[YOUR ASSIGNMENT] Starting with the line that contains "the view layer" and stopping after the line that contains "pub mod test_utils;", copy the entries below exactly. Include nothing else.

[DATA SHOWN]

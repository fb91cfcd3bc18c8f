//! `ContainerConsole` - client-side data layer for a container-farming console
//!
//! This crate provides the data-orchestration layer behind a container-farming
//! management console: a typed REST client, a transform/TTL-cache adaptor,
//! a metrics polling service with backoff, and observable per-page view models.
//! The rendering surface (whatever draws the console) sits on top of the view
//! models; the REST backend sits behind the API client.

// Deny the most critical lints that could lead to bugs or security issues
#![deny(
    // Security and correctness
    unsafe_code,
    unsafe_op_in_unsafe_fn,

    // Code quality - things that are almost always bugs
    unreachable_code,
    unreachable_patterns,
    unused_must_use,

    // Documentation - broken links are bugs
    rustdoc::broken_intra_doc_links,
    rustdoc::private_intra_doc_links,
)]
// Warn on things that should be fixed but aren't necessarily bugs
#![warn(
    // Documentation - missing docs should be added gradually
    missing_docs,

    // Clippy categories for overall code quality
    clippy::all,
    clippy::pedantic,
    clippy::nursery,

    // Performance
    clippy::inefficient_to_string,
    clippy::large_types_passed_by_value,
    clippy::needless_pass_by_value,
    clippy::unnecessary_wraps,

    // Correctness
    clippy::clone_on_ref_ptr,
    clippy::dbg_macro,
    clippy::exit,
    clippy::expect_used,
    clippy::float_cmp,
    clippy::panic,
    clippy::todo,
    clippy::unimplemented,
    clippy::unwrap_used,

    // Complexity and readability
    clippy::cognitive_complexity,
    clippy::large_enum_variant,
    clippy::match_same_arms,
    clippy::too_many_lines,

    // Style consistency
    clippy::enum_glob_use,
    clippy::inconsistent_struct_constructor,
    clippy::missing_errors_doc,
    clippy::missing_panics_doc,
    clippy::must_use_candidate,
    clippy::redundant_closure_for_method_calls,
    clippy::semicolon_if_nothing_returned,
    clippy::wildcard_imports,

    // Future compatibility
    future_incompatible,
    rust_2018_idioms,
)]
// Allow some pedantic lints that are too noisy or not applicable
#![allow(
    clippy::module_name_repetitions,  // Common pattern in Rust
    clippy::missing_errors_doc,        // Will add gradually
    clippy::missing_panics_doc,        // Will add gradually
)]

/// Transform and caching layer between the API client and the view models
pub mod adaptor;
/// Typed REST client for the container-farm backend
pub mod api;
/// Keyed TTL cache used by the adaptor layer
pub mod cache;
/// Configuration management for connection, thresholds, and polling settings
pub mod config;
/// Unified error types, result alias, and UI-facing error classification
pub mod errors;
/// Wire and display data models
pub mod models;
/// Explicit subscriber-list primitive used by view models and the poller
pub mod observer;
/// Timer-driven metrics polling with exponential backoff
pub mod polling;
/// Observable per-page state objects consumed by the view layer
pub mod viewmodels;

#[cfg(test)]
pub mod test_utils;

---

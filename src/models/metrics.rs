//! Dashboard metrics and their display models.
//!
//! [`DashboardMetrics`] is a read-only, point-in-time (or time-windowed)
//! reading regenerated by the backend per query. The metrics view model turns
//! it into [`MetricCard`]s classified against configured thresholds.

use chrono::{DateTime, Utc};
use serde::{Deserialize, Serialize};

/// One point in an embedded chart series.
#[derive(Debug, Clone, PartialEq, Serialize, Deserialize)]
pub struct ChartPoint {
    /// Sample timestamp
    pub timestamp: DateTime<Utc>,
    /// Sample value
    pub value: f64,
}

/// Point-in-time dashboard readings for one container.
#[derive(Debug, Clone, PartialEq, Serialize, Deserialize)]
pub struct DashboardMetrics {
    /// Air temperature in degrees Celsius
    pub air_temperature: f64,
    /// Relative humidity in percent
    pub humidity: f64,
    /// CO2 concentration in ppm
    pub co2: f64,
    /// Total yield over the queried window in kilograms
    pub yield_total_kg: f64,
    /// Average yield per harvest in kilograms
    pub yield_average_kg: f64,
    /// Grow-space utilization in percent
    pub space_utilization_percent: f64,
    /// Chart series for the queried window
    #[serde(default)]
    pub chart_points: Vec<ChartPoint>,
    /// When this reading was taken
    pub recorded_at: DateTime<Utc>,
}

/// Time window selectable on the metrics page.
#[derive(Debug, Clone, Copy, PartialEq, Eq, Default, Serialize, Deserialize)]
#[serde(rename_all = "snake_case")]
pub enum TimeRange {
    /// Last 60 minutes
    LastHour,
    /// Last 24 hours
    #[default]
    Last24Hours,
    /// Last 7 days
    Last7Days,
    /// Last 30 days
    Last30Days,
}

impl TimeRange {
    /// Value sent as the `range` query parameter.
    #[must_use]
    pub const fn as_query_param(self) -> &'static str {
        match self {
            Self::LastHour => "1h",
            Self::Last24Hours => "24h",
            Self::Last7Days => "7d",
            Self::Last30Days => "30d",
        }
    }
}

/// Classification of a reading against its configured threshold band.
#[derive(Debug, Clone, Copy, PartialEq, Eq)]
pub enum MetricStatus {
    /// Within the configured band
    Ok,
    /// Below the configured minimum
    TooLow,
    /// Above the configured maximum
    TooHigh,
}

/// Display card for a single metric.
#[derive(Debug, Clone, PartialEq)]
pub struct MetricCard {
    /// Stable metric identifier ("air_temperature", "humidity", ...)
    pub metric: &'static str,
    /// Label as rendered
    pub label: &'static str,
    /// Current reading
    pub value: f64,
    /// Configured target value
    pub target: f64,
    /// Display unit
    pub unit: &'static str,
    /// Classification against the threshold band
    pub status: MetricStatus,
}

---

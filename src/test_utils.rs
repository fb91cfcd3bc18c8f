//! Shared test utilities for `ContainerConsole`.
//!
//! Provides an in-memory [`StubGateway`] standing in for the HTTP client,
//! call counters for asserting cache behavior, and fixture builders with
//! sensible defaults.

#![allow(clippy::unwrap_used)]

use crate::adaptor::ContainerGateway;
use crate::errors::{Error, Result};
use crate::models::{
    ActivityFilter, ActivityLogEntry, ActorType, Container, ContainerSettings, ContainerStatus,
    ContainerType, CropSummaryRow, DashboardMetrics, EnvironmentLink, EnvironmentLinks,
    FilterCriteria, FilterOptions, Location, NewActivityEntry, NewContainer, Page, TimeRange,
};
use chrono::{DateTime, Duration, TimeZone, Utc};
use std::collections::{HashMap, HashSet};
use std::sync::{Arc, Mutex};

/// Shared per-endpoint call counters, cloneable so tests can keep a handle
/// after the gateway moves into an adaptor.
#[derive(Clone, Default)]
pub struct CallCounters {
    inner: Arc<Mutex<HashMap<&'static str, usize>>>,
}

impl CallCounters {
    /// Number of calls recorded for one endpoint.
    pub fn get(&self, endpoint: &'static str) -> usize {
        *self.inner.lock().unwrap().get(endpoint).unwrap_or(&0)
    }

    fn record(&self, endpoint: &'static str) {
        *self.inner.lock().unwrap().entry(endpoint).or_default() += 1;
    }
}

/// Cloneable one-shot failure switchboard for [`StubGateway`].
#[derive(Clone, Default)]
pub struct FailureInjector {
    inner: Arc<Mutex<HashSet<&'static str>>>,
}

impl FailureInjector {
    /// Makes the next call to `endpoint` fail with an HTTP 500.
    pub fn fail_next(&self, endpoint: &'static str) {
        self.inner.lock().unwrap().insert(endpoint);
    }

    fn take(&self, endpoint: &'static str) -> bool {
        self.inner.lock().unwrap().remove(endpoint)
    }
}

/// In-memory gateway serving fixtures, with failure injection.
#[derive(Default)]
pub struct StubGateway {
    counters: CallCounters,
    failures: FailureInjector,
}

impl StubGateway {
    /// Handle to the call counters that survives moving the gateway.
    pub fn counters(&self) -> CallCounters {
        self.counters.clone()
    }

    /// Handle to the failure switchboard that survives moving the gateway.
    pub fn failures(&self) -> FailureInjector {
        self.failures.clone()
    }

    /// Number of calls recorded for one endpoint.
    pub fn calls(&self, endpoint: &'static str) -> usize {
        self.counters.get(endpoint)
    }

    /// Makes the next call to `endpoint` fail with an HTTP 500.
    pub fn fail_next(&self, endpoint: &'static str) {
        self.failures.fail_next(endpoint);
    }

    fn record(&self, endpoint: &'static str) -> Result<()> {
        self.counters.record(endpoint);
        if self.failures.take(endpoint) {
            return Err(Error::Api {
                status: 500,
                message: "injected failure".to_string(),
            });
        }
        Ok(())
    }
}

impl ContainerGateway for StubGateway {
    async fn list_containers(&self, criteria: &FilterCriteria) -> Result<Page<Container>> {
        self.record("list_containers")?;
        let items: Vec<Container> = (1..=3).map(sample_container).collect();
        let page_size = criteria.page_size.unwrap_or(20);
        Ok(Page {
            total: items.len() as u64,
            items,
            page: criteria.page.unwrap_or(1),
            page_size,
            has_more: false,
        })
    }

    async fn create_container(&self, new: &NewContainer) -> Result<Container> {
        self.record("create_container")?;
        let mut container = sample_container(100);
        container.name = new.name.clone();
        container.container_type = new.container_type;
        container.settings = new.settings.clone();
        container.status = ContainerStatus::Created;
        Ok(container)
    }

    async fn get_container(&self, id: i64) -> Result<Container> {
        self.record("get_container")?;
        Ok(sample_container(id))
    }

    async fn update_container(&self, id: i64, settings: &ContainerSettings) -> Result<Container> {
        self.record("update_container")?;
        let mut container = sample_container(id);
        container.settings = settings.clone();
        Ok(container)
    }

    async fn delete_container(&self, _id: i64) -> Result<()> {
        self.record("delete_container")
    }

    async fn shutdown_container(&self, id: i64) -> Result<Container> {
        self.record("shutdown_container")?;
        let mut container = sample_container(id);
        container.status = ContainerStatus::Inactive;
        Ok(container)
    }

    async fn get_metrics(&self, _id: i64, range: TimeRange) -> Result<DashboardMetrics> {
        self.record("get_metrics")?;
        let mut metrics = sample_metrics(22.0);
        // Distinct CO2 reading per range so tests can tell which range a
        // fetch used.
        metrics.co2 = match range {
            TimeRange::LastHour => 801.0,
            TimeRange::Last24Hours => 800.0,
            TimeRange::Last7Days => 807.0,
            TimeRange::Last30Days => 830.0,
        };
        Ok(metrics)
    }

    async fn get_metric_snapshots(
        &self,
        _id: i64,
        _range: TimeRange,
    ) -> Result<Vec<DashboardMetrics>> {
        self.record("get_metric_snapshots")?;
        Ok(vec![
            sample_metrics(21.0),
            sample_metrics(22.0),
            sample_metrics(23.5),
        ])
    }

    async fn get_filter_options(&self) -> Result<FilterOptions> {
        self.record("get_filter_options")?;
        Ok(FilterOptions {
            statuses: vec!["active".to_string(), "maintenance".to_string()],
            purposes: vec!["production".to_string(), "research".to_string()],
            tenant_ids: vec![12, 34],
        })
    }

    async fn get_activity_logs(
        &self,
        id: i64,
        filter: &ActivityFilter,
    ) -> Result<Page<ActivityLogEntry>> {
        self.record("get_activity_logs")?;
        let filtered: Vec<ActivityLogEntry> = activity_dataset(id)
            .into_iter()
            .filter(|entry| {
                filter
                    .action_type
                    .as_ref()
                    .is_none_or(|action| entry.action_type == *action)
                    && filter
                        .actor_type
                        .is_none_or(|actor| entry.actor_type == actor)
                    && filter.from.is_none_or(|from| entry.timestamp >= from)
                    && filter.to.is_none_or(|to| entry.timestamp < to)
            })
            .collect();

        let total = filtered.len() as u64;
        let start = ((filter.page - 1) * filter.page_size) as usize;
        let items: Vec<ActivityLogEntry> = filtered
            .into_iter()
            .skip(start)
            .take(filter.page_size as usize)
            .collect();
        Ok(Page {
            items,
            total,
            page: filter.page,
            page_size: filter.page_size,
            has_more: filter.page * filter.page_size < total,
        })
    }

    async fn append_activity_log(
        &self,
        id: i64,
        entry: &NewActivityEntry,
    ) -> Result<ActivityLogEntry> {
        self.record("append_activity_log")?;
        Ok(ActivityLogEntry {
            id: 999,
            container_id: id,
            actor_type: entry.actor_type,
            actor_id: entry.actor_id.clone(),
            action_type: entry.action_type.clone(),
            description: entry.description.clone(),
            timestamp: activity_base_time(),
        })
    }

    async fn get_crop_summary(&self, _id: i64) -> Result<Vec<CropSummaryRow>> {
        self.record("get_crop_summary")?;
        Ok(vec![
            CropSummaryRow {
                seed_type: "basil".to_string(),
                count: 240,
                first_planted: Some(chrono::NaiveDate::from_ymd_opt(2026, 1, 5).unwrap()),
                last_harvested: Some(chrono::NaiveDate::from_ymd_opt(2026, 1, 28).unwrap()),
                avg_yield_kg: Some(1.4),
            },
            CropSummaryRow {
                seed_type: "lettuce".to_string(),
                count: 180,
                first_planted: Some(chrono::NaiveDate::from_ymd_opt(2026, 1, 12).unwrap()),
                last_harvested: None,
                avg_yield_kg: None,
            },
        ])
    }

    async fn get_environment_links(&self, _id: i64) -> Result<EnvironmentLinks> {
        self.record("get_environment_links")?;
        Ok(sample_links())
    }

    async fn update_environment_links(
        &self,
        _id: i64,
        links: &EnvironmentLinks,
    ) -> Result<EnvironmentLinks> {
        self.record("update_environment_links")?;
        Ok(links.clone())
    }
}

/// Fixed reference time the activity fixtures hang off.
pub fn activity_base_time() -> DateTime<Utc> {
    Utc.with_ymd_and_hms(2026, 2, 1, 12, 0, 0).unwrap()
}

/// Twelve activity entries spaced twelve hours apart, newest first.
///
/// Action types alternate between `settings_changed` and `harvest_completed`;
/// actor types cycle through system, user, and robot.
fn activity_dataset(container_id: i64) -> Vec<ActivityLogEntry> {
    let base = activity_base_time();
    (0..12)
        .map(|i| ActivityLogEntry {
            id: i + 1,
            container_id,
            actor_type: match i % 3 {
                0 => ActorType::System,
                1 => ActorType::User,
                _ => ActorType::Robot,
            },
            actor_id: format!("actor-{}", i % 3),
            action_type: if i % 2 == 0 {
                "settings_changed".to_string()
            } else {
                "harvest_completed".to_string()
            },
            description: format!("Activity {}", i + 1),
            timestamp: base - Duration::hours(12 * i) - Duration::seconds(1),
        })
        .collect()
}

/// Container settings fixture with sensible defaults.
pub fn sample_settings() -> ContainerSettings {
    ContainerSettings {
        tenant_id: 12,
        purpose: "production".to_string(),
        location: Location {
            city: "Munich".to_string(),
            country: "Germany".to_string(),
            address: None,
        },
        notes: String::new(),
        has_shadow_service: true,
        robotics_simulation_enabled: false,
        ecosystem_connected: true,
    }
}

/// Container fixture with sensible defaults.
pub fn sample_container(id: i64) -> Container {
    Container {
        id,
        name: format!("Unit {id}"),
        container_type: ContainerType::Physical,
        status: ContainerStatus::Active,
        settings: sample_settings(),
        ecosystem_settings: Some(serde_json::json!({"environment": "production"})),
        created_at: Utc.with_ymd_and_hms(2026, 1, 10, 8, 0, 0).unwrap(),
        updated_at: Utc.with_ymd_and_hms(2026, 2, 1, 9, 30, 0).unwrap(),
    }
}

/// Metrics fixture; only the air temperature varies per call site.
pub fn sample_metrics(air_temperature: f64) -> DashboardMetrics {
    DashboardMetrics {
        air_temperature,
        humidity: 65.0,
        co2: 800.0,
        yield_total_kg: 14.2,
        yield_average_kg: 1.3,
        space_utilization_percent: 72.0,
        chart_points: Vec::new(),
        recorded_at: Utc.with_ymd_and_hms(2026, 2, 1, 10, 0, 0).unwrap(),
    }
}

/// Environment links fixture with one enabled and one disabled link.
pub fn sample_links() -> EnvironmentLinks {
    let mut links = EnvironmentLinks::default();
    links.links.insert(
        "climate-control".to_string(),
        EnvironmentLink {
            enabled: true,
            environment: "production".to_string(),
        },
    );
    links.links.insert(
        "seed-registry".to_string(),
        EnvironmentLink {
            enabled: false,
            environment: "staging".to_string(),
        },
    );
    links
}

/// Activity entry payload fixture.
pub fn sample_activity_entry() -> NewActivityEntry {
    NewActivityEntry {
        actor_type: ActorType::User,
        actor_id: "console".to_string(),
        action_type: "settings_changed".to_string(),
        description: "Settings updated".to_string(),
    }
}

[TASK RESULT]
/// Observable per-page state objects consumed by the view layer
pub mod viewmodels;

#[cfg(test)]
pub mod test_utils;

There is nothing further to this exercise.